◆ Exercise brief:
Your job is to report every line of the entries that has "WorkHash".

Stored data Block Start

//! Process plumbing shared by the broker and the worker.

pub mod logging;
pub mod shutdown;

pub use logging::{init_logging, LogFormat};
pub use shutdown::ShutdownController;
//! Graceful shutdown controller.
//!
//! Listens for SIGINT/SIGTERM and broadcasts a shutdown signal to every
//! subsystem via a `tokio::sync::broadcast` channel.

use tokio::signal;
use tokio::sync::broadcast;

/// Coordinates graceful shutdown across the hub, credit pipeline, HTTP server
/// and worker tasks.
///
/// Subsystems call [`subscribe`](Self::subscribe) and `select!` on the
/// receiver alongside their main loop.
#[derive(Clone)]
pub struct ShutdownController {
    tx: broadcast::Sender<()>,
}

impl ShutdownController {
    pub fn new() -> Self {
        let (tx, _) = broadcast::channel(1);
        Self { tx }
    }

    pub fn subscribe(&self) -> broadcast::Receiver<()> {
        self.tx.subscribe()
    }

    /// Trigger shutdown programmatically.
    pub fn shutdown(&self) {
        let _ = self.tx.send(());
    }

    /// Wait for SIGTERM or SIGINT, then trigger shutdown.
    pub async fn wait_for_signal(&self) {
        let ctrl_c = signal::ctrl_c();

        #[cfg(unix)]
        let terminate = async {
            match signal::unix::signal(signal::unix::SignalKind::terminate()) {
                Ok(mut stream) => {
                    stream.recv().await;
                }
                Err(e) => {
                    tracing::warn!(error = %e, "cannot install SIGTERM handler");
                    std::future::pending::<()>().await;
                }
            }
        };

        #[cfg(not(unix))]
        let terminate = std::future::pending::<()>();

        tokio::select! {
            _ = ctrl_c => { tracing::info!("received SIGINT, shutting down"); }
            _ = terminate => { tracing::info!("received SIGTERM, shutting down"); }
        }

        self.shutdown();
    }
}

impl Default for ShutdownController {
    fn default() -> Self {
        Self::new()
    }
}

#[cfg(test)]
mod tests {
    use super::*;

    #[tokio::test]
    async fn programmatic_shutdown_notifies_subscribers() {
        let controller = ShutdownController::new();
        let mut rx = controller.subscribe();
        controller.shutdown();
        assert!(rx.recv().await.is_ok());
    }

    #[tokio::test]
    async fn clones_share_the_channel() {
        let controller = ShutdownController::new();
        let other = controller.clone();
        let mut rx1 = controller.subscribe();
        let mut rx2 = other.subscribe();
        other.shutdown();
        assert!(rx1.recv().await.is_ok());
        assert!(rx2.recv().await.is_ok());
    }
}
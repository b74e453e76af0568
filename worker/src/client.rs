//! WebSocket connection to the broker.
//!
//! Keeps one connection open, reconnecting after a pause whenever it drops.
//! Incoming `work_generate` requests pass through [`RequestFilter`] into the
//! processor backlog; results from the processor go out as text frames.

use std::sync::Arc;
use std::time::Duration;

use futures_util::{SinkExt, StreamExt};
use tokio::net::TcpStream;
use tokio::sync::{broadcast, mpsc};
use tokio_tungstenite::tungstenite::client::IntoClientRequest;
use tokio_tungstenite::tungstenite::http::header::AUTHORIZATION;
use tokio_tungstenite::tungstenite::http::{HeaderValue, Request};
use tokio_tungstenite::tungstenite::Message;
use tokio_tungstenite::{connect_async, MaybeTlsStream, WebSocketStream};
use tracing::{debug, info, warn};

use bpow_types::{ServerMessage, WorkItem, WorkResponse};

use crate::config::WorkerConfig;
use crate::processor::WorkProcessor;
use crate::WorkerError;

type Socket = WebSocketStream<MaybeTlsStream<TcpStream>>;

/// Which work requests this worker is willing to take.
#[derive(Clone, Copy, Debug, PartialEq, Eq)]
pub struct RequestFilter {
    pub min_difficulty: u32,
    pub max_difficulty: u32,
    pub skip_precache: bool,
}

impl RequestFilter {
    pub fn from_config(config: &WorkerConfig) -> Self {
        Self {
            min_difficulty: config.min_difficulty,
            max_difficulty: config.max_difficulty,
            skip_precache: config.skip_precache,
        }
    }

    /// `Err` carries the reason the request is ignored.
    pub fn check(&self, item: &WorkItem) -> Result<(), &'static str> {
        if item.difficulty_multiplier > self.max_difficulty {
            return Err("difficulty above maximum");
        }
        if item.difficulty_multiplier < self.min_difficulty {
            return Err("difficulty below minimum");
        }
        if self.skip_precache && item.precache {
            return Err("precache requests are skipped");
        }
        Ok(())
    }
}

enum SessionEnd {
    Shutdown,
    Dropped,
}

/// Routes broker messages into the processor.
pub struct MessageHandler {
    filter: RequestFilter,
    processor: Arc<WorkProcessor>,
}

pub struct WorkerClient {
    url: String,
    token: HeaderValue,
    reconnect_delay: Duration,
    handler: MessageHandler,
    results: mpsc::Receiver<WorkResponse>,
}

impl WorkerClient {
    /// Fails on an unusable URL or token; connection errors are retried by
    /// [`run`](Self::run).
    pub fn new(
        config: &WorkerConfig,
        processor: Arc<WorkProcessor>,
        results: mpsc::Receiver<WorkResponse>,
    ) -> Result<Self, WorkerError> {
        let token = HeaderValue::from_str(config.token.trim())
            .map_err(|e| WorkerError::Config(format!("invalid token: {e}")))?;
        let client = Self {
            url: config.server_url.clone(),
            token,
            reconnect_delay: config.reconnect_delay(),
            handler: MessageHandler::new(RequestFilter::from_config(config), processor),
            results,
        };
        client.request()?;
        Ok(client)
    }

    fn request(&self) -> Result<Request<()>, WorkerError> {
        let mut request = self.url.as_str().into_client_request()?;
        request
            .headers_mut()
            .insert(AUTHORIZATION, self.token.clone());
        Ok(request)
    }

    /// Stay connected until `shutdown` fires.
    pub async fn run(mut self, mut shutdown: broadcast::Receiver<()>) {
        let url = self.url.clone();
        loop {
            let connected = match self.request() {
                Ok(request) => connect_async(request).await.map_err(WorkerError::from),
                Err(e) => Err(e),
            };
            match connected {
                Ok((socket, _)) => {
                    info!(%url, "connected to broker");
                    if let SessionEnd::Shutdown = self.session(socket, &mut shutdown).await {
                        info!("worker client stopped");
                        return;
                    }
                    warn!(%url, "connection lost");
                }
                Err(e) => warn!(%url, error = %e, "connect failed"),
            }

            tokio::select! {
                _ = shutdown.recv() => return,
                _ = tokio::time::sleep(self.reconnect_delay) => {}
            }
        }
    }

    async fn session(
        &mut self,
        socket: Socket,
        shutdown: &mut broadcast::Receiver<()>,
    ) -> SessionEnd {
        let (mut sink, mut stream) = socket.split();
        let handler = &self.handler;
        let results = &mut self.results;
        loop {
            tokio::select! {
                _ = shutdown.recv() => {
                    let _ = sink.send(Message::Close(None)).await;
                    return SessionEnd::Shutdown;
                }
                frame = stream.next() => match frame {
                    Some(Ok(Message::Text(text))) => handler.handle_text(&text),
                    Some(Ok(Message::Close(_))) | None => return SessionEnd::Dropped,
                    Some(Ok(_)) => {}
                    Some(Err(e)) => {
                        debug!(error = %e, "read failed");
                        return SessionEnd::Dropped;
                    }
                },
                Some(response) = results.recv() => {
                    let text = match serde_json::to_string(&response) {
                        Ok(text) => text,
                        Err(e) => {
                            warn!(error = %e, "could not encode result");
                            continue;
                        }
                    };
                    if let Err(e) = sink.send(Message::Text(text)).await {
                        debug!(error = %e, "write failed");
                        return SessionEnd::Dropped;
                    }
                }
            }
        }
    }
}

impl MessageHandler {
    pub fn new(filter: RequestFilter, processor: Arc<WorkProcessor>) -> Self {
        Self { filter, processor }
    }

    /// Route one frame from the broker.
    pub fn handle_text(&self, text: &str) {
        let message = match ServerMessage::from_json(text) {
            Ok(message) => message,
            Err(e) => {
                debug!(error = %e, "ignoring unrecognised message");
                return;
            }
        };
        match message {
            ServerMessage::WorkGenerate(item) => {
                if let Err(reason) = self.filter.check(&item) {
                    debug!(
                        hash = %item.hash,
                        multiplier = item.difficulty_multiplier,
                        reason,
                        "ignoring work request"
                    );
                    return;
                }
                info!(
                    hash = %item.hash,
                    multiplier = item.difficulty_multiplier,
                    "received work request"
                );
                self.processor.submit(item);
            }
            ServerMessage::WorkCancel { hash } => self.processor.cancel(&hash),
            ServerMessage::BlockAwarded(notice) => info!(
                hash = %notice.hash,
                percent_of_pool = notice.percent_of_pool,
                estimated_award = notice.estimated_award,
                "block awarded"
            ),
        }
    }
}

#[cfg(test)]
mod tests {
    use super::*;
    use bpow_types::WorkHash;

    fn item(multiplier: u32, precache: bool) -> WorkItem {
        WorkItem {
            request_id: "r".into(),
            hash: WorkHash::ZERO,
            difficulty_multiplier: multiplier,
            precache,
        }
    }

    #[test]
    fn filter_enforces_difficulty_range() {
        let filter = RequestFilter {
            min_difficulty: 2,
            max_difficulty: 64,
            skip_precache: false,
        };
        assert!(filter.check(&item(1, false)).is_err());
        assert!(filter.check(&item(2, false)).is_ok());
        assert!(filter.check(&item(64, true)).is_ok());
        assert!(filter.check(&item(65, false)).is_err());
    }

    #[test]
    fn filter_can_skip_precache() {
        let filter = RequestFilter {
            min_difficulty: 1,
            max_difficulty: 128,
            skip_precache: true,
        };
        assert!(filter.check(&item(1, true)).is_err());
        assert!(filter.check(&item(1, false)).is_ok());
    }
}
//! Structured logging initialisation.
//!
//! [`LogFormat::Human`] prints readable lines for a terminal,
//! [`LogFormat::Json`] prints newline-delimited JSON for log shipping.
//!
//! `RUST_LOG` overrides the caller-supplied `level` when set
//! (e.g. `"info"`, `"debug,bpow_broker::hub=trace"`).

use serde::{Deserialize, Serialize};
use tracing_subscriber::{fmt, layer::SubscriberExt, util::SubscriberInitExt, EnvFilter};

/// Output format for structured logs.
#[derive(Debug, Clone, Copy, Default, PartialEq, Eq, Serialize, Deserialize)]
#[serde(rename_all = "lowercase")]
pub enum LogFormat {
    #[default]
    Human,
    Json,
}

impl std::str::FromStr for LogFormat {
    type Err = String;

    fn from_str(s: &str) -> Result<Self, Self::Err> {
        match s.to_ascii_lowercase().as_str() {
            "human" | "text" => Ok(LogFormat::Human),
            "json" => Ok(LogFormat::Json),
            other => Err(format!("unknown log format: {other}")),
        }
    }
}

/// Initialise the global tracing subscriber.
///
/// Calling this twice in one process is a no-op for the second call.
pub fn init_logging(format: LogFormat, level: &str) {
    let filter = EnvFilter::try_from_default_env().unwrap_or_else(|_| EnvFilter::new(level));

    let result = match format {
        LogFormat::Human => tracing_subscriber::registry()
            .with(filter)
            .with(fmt::layer().with_target(true).with_thread_ids(true))
            .try_init(),
        LogFormat::Json => tracing_subscriber::registry()
            .with(filter)
            .with(fmt::layer().json().with_target(true).with_thread_ids(true))
            .try_init(),
    };

    if let Err(e) = result {
        tracing::debug!(error = %e, "tracing subscriber already installed");
    }
}

#[cfg(test)]
mod tests {
    use super::*;

    #[test]
    fn parses_formats() {
        assert_eq!("json".parse::<LogFormat>(), Ok(LogFormat::Json));
        assert_eq!("Human".parse::<LogFormat>(), Ok(LogFormat::Human));
        assert!("yaml".parse::<LogFormat>().is_err());
    }

    #[test]
    fn double_init_does_not_panic() {
        init_logging(LogFormat::Human, "warn");
        init_logging(LogFormat::Json, "warn");
    }
}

Stored data Block End

◆ Result:
    use bpow_types::WorkHash;
            hash: WorkHash::ZERO,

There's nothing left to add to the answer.